(Entries taken from a collection)
//! Profile table loading, validation and lookup.

use enocean_rs::eep::classify::classify_platform;
use enocean_rs::error::EnOceanError;
use enocean_rs::{EepId, EntityCategory, PlatformKind, ProfileRegistry, RegistryBuilder, StateClass, ValueKind};
use tempfile::TempDir;

const SMALL_TABLE: &str = r#"
version: 1
profiles:
  - eep: A5-09-04
    title: CO2 sensor
    data_len: 4
    channels:
      - name: hum
        description: Humidity
        offset: 0
        size: 8
        kind: value
        raw: [0, 200]
        range: [0, 100]
        unit: percent
      - name: conc
        description: CO2 concentration
        offset: 8
        size: 8
        kind: value
        raw: [0, 255]
        range: [0, 2550]
        unit: ppm
      - name: mode
        description: Operating mode
        offset: 24
        size: 2
        kind: enum
        items:
          - { value: 0, symbol: idle }
          - { value: 1, symbol: running }
"#;

fn eep(text: &str) -> EepId {
    text.parse().unwrap()
}

#[test]
fn test_builtin_profiles_resolve() {
    let registry = ProfileRegistry::builtin().unwrap();
    assert!(registry.len() >= 8);
    let profile = registry.lookup(&eep("A5-04-01")).unwrap();
    assert_eq!(profile.data_len, 4);
    assert_eq!(profile.channels.len(), 3);
}

#[test]
fn test_unknown_triplet_is_profile_not_found() {
    let registry = ProfileRegistry::builtin().unwrap();
    let missing = eep("A5-99-01");
    assert!(matches!(
        registry.lookup(&missing),
        Err(EnOceanError::ProfileNotFound(found)) if found == missing
    ));
    assert!(!registry.contains(&missing));
}

#[test]
fn test_builtin_presentation_metadata() {
    let registry = ProfileRegistry::builtin().unwrap();

    let tmp = registry.lookup(&eep("A5-02-05")).unwrap().channel("tmp").unwrap();
    assert_eq!(tmp.platform, PlatformKind::Sensor);
    assert_eq!(tmp.meta.unit.as_deref(), Some("°C"));
    assert_eq!(tmp.meta.device_class.as_deref(), Some("temperature"));
    assert_eq!(tmp.meta.state_class, Some(StateClass::Measurement));

    let svc = registry.lookup(&eep("A5-07-01")).unwrap().channel("svc").unwrap();
    assert_eq!(svc.meta.device_class.as_deref(), Some("voltage"));
    assert_eq!(svc.meta.entity_category, Some(EntityCategory::Diagnostic));

    let ventilation = registry.lookup(&eep("D2-50-00")).unwrap();
    assert_eq!(ventilation.channel("boost").unwrap().platform, PlatformKind::Select);
    assert_eq!(ventilation.channel("fan_speed").unwrap().platform, PlatformKind::Number);
    assert_eq!(ventilation.command_channels().count(), 2);

    let contact = registry.lookup(&eep("D5-00-01")).unwrap().channel("contact").unwrap();
    assert_eq!(contact.platform, PlatformKind::BinarySensor);
    assert_eq!(contact.meta.device_class.as_deref(), Some("opening"));
}

#[test]
fn test_custom_table_auto_detects() {
    let registry = ProfileRegistry::from_yaml_str(SMALL_TABLE).unwrap();
    let profile = registry.lookup(&eep("A5-09-04")).unwrap();

    let hum = profile.channel("hum").unwrap();
    assert_eq!(hum.meta.device_class.as_deref(), Some("humidity"));
    assert_eq!(hum.meta.unit.as_deref(), Some("%"));

    let conc = profile.channel("conc").unwrap();
    assert_eq!(conc.meta.device_class.as_deref(), Some("carbon_dioxide"));
    assert_eq!(conc.meta.unit.as_deref(), Some("ppm"));

    // Two-valued enums read as binary states
    assert_eq!(profile.channel("mode").unwrap().platform, PlatformKind::BinarySensor);
}

#[test]
fn test_table_file_and_overrides() {
    let dir = TempDir::new().unwrap();
    let table = dir.path().join("table.yaml");
    let overrides = dir.path().join("overrides.yaml");
    std::fs::write(&table, SMALL_TABLE).unwrap();
    std::fs::write(
        &overrides,
        r#"
version: 1
overrides:
  - eep: A5-09-04
    title: Office air quality
    channels:
      - name: conc
        unit: ppm
        icon: "mdi:air-filter"
        entity_category: diagnostic
"#,
    )
    .unwrap();

    let registry = RegistryBuilder::default()
        .table_file(&table)
        .unwrap()
        .overrides_file(&overrides)
        .unwrap()
        .build()
        .unwrap();
    let profile = registry.lookup(&eep("A5-09-04")).unwrap();
    assert_eq!(profile.title, "Office air quality");
    let conc = profile.channel("conc").unwrap();
    assert_eq!(conc.meta.icon.as_deref(), Some("mdi:air-filter"));
    assert_eq!(conc.meta.entity_category, Some(EntityCategory::Diagnostic));
    // bit layout is not touched by overrides
    assert_eq!((conc.offset, conc.size), (8, 8));
}

#[test]
fn test_table_combined_with_builtin_rejects_duplicates() {
    let duplicate = SMALL_TABLE.replace("A5-09-04", "A5-02-05");
    let result = RegistryBuilder::default()
        .builtin()
        .unwrap()
        .table(&duplicate)
        .unwrap()
        .build();
    assert!(matches!(result, Err(EnOceanError::DuplicateProfile(_))));
}

#[test]
fn test_load_time_validation() {
    let overlapping_enum = SMALL_TABLE.replace("{ value: 1, symbol: running }", "{ value: 0, symbol: running }");
    assert!(matches!(
        ProfileRegistry::from_yaml_str(&overlapping_enum),
        Err(EnOceanError::InvalidChannel { .. })
    ));

    let too_wide = SMALL_TABLE.replace("offset: 24\n        size: 2", "offset: 31\n        size: 2");
    assert!(matches!(
        ProfileRegistry::from_yaml_str(&too_wide),
        Err(EnOceanError::InvalidChannel { .. })
    ));

    let newer = SMALL_TABLE.replace("version: 1", "version: 7");
    assert!(matches!(
        ProfileRegistry::from_yaml_str(&newer),
        Err(EnOceanError::UnsupportedTableVersion { found: 7, .. })
    ));
}

#[test]
fn test_missing_table_file() {
    let dir = TempDir::new().unwrap();
    assert!(matches!(
        ProfileRegistry::from_path(dir.path().join("absent.yaml")),
        Err(EnOceanError::ProfileTable(_))
    ));
}

#[test]
fn test_classify_by_name_pattern() {
    let scale = match &ProfileRegistry::builtin()
        .unwrap()
        .lookup(&eep("A5-38-08"))
        .unwrap()
        .channel("edim")
        .unwrap()
        .kind
    {
        ValueKind::Value(scale) => *scale,
        other => panic!("unexpected kind {other:?}"),
    };
    assert_eq!(
        classify_platform("DIM", "Dimming value", &ValueKind::Value(scale)),
        PlatformKind::Light
    );
    assert_eq!(
        classify_platform("TMP", "Temperature", &ValueKind::Value(scale)),
        PlatformKind::Sensor
    );
    assert_eq!(classify_platform("CO", "Contact", &ValueKind::Boolean), PlatformKind::BinarySensor);
}
//! # Telegram Decoder
//!
//! Extracts every channel of a profile from a telegram payload. Each channel
//! is decoded independently: a bad channel is marked invalid and its siblings
//! still decode. Only an unresolvable profile fails the whole telegram.

use crate::eep::{ChannelSpec, EepId, ProfileDescriptor, ProfileRegistry, ValueKind};
use crate::error::EnOceanError;
use crate::payload::value::{ChannelValue, DecodedValue, InvalidReason};
use crate::telegram::Telegram;
use crate::util::bits::extract_bits;
use log::trace;

/// Decode one channel from raw user data.
pub fn decode_channel(payload: &[u8], channel: &ChannelSpec) -> DecodedValue {
    let Some(raw) = extract_bits(payload, channel.offset, channel.size) else {
        return DecodedValue::invalid(
            &channel.name,
            None,
            InvalidReason::OutOfBounds {
                offset: channel.offset,
                size: channel.size,
                payload_bits: payload.len() * 8,
            },
        );
    };

    match &channel.kind {
        ValueKind::Value(scale) => match scale.to_physical(raw) {
            Some(value) => DecodedValue::valid(&channel.name, raw, ChannelValue::Number(value)),
            None => DecodedValue::invalid(&channel.name, Some(raw), InvalidReason::OutOfRange { raw }),
        },
        ValueKind::Enum { .. } => match channel.kind.symbol_for(raw) {
            Some(symbol) => DecodedValue::valid(
                &channel.name,
                raw,
                ChannelValue::Enum {
                    raw,
                    symbol: symbol.to_string(),
                },
            ),
            None => DecodedValue::invalid(&channel.name, Some(raw), InvalidReason::UnmappedEnum { raw }),
        },
        ValueKind::Boolean => DecodedValue::valid(&channel.name, raw, ChannelValue::Bool(raw != 0)),
    }
}

/// Decode all channels of `profile` in declaration order.
pub fn decode(telegram: &Telegram, profile: &ProfileDescriptor) -> Vec<DecodedValue> {
    let values: Vec<DecodedValue> = profile
        .channels
        .iter()
        .map(|channel| decode_channel(&telegram.payload, channel))
        .collect();

    trace!(
        "Decoded {} channels of {} from {}",
        values.len(),
        profile.eep,
        telegram.sender
    );
    values
}

/// Resolve `eep` and decode.
///
/// Fails with [`EnOceanError::ProfileNotFound`] when the triplet is unknown
/// and [`EnOceanError::RorgMismatch`] when the telegram belongs to a
/// different radio telegram type; no values are produced in either case.
pub fn decode_with_registry(
    telegram: &Telegram,
    eep: &EepId,
    registry: &ProfileRegistry,
) -> Result<Vec<DecodedValue>, EnOceanError> {
    let profile = registry.lookup(eep)?;
    if telegram.rorg != profile.eep.rorg {
        return Err(EnOceanError::RorgMismatch {
            telegram: telegram.rorg,
            profile: profile.eep,
        });
    }
    Ok(decode(telegram, profile))
}
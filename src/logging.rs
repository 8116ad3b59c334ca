use log::{info, log_enabled, Level};

/// Initializes the logger with the `env_logger` crate.
///
/// Verbosity follows `RUST_LOG`; the CLI falls back to `info` when unset.
pub fn init_logger() {
    env_logger::init();
}

/// Initializes the logger with a default filter used when `RUST_LOG` is unset.
///
/// Safe to call more than once; later calls are ignored.
pub fn init_logger_with_default(default_filter: &str) {
    let env = env_logger::Env::default().default_filter_or(default_filter);
    let _ = env_logger::Builder::from_env(env).try_init();
}

/// Logs an informational message.
pub fn log_info(message: &str) {
    if log_enabled!(Level::Info) {
        info!("{message}");
    }
}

## What to produce:
Which lines above hold the word "path"? Copy each of them.

## Solution below:
    let table = dir.path().join("table.yaml");
    let overrides = dir.path().join("overrides.yaml");
        ProfileRegistry::from_path(dir.path().join("absent.yaml")),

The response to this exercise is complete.